**PROBLEM TO WORK ON**
Please filter the data down to the lines that include the word "entry" and copy them.

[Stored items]
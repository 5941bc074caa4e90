//! Read-only discovery of files whose names contain a keyword.
//!
//! The walk is a depth-first `WalkDir` traversal that never follows links.
//! Symlinks to files count as files; symlinked directories are neither
//! matched nor descended into.

use crate::file_organizer::{OrganizeError, OrganizeResult};
use std::ffi::OsStr;
use std::fs::{self, FileType};
use std::io;
use std::path::{Path, PathBuf};
use walkdir::WalkDir;

/// Finds all files under `source_dir` whose name contains `pattern`.
///
/// Matching is a case-insensitive substring test against the file name only,
/// never the full path. An empty pattern matches every file. With `recursive`
/// set the full subtree is searched, otherwise only direct children.
///
/// The returned paths are absolute. Their order is traversal order, not
/// sorted.
///
/// # Errors
///
/// Returns `OrganizeError::ReadDirectory` if any directory on the way cannot
/// be enumerated, and `OrganizeError::PathResolution` if `source_dir` cannot
/// be made absolute.
///
/// # Examples
///
/// ```no_run
/// use nametidy::matcher::find_files_with_pattern;
/// use std::path::Path;
///
/// let reports = find_files_with_pattern(Path::new("/home/user/Documents"), "report", true)?;
/// for path in &reports {
///     println!("{}", path.display());
/// }
/// # Ok::<(), nametidy::OrganizeError>(())
/// ```
pub fn find_files_with_pattern(
    source_dir: &Path,
    pattern: &str,
    recursive: bool,
) -> OrganizeResult<Vec<PathBuf>> {
    let root = std::path::absolute(source_dir).map_err(|e| OrganizeError::PathResolution {
        path: source_dir.to_path_buf(),
        source: e,
    })?;
    let needle = pattern.to_lowercase();

    let walker = WalkDir::new(&root)
        .min_depth(1)
        .max_depth(if recursive { usize::MAX } else { 1 })
        .follow_links(false);

    let mut matching_files = Vec::new();
    for entry in walker {
        let entry = entry.map_err(|e| read_error(&root, e))?;
        if is_regular_file(entry.path(), entry.file_type())
            && name_contains(entry.file_name(), &needle)
        {
            matching_files.push(entry.into_path());
        }
    }

    Ok(matching_files)
}

/// Maps a walk failure onto the directory that could not be read.
fn read_error(root: &Path, error: walkdir::Error) -> OrganizeError {
    let path = error.path().unwrap_or(root).to_path_buf();
    let message = error.to_string();
    let source = error
        .into_io_error()
        .unwrap_or_else(|| io::Error::other(message));
    OrganizeError::ReadDirectory { path, source }
}

/// Regular files and symlinks that resolve to regular files.
fn is_regular_file(path: &Path, file_type: FileType) -> bool {
    if file_type.is_file() {
        return true;
    }
    file_type.is_symlink() && fs::metadata(path).is_ok_and(|meta| meta.is_file())
}

/// Case-insensitive substring test; `needle` must already be lowercased.
fn name_contains(file_name: &OsStr, needle: &str) -> bool {
    file_name.to_string_lossy().to_lowercase().contains(needle)
}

**ANSWER FOR THIS EXERCISE**
    for entry in walker {
        let entry = entry.map_err(|e| read_error(&root, e))?;
        if is_regular_file(entry.path(), entry.file_type())
            && name_contains(entry.file_name(), &needle)
            matching_files.push(entry.into_path());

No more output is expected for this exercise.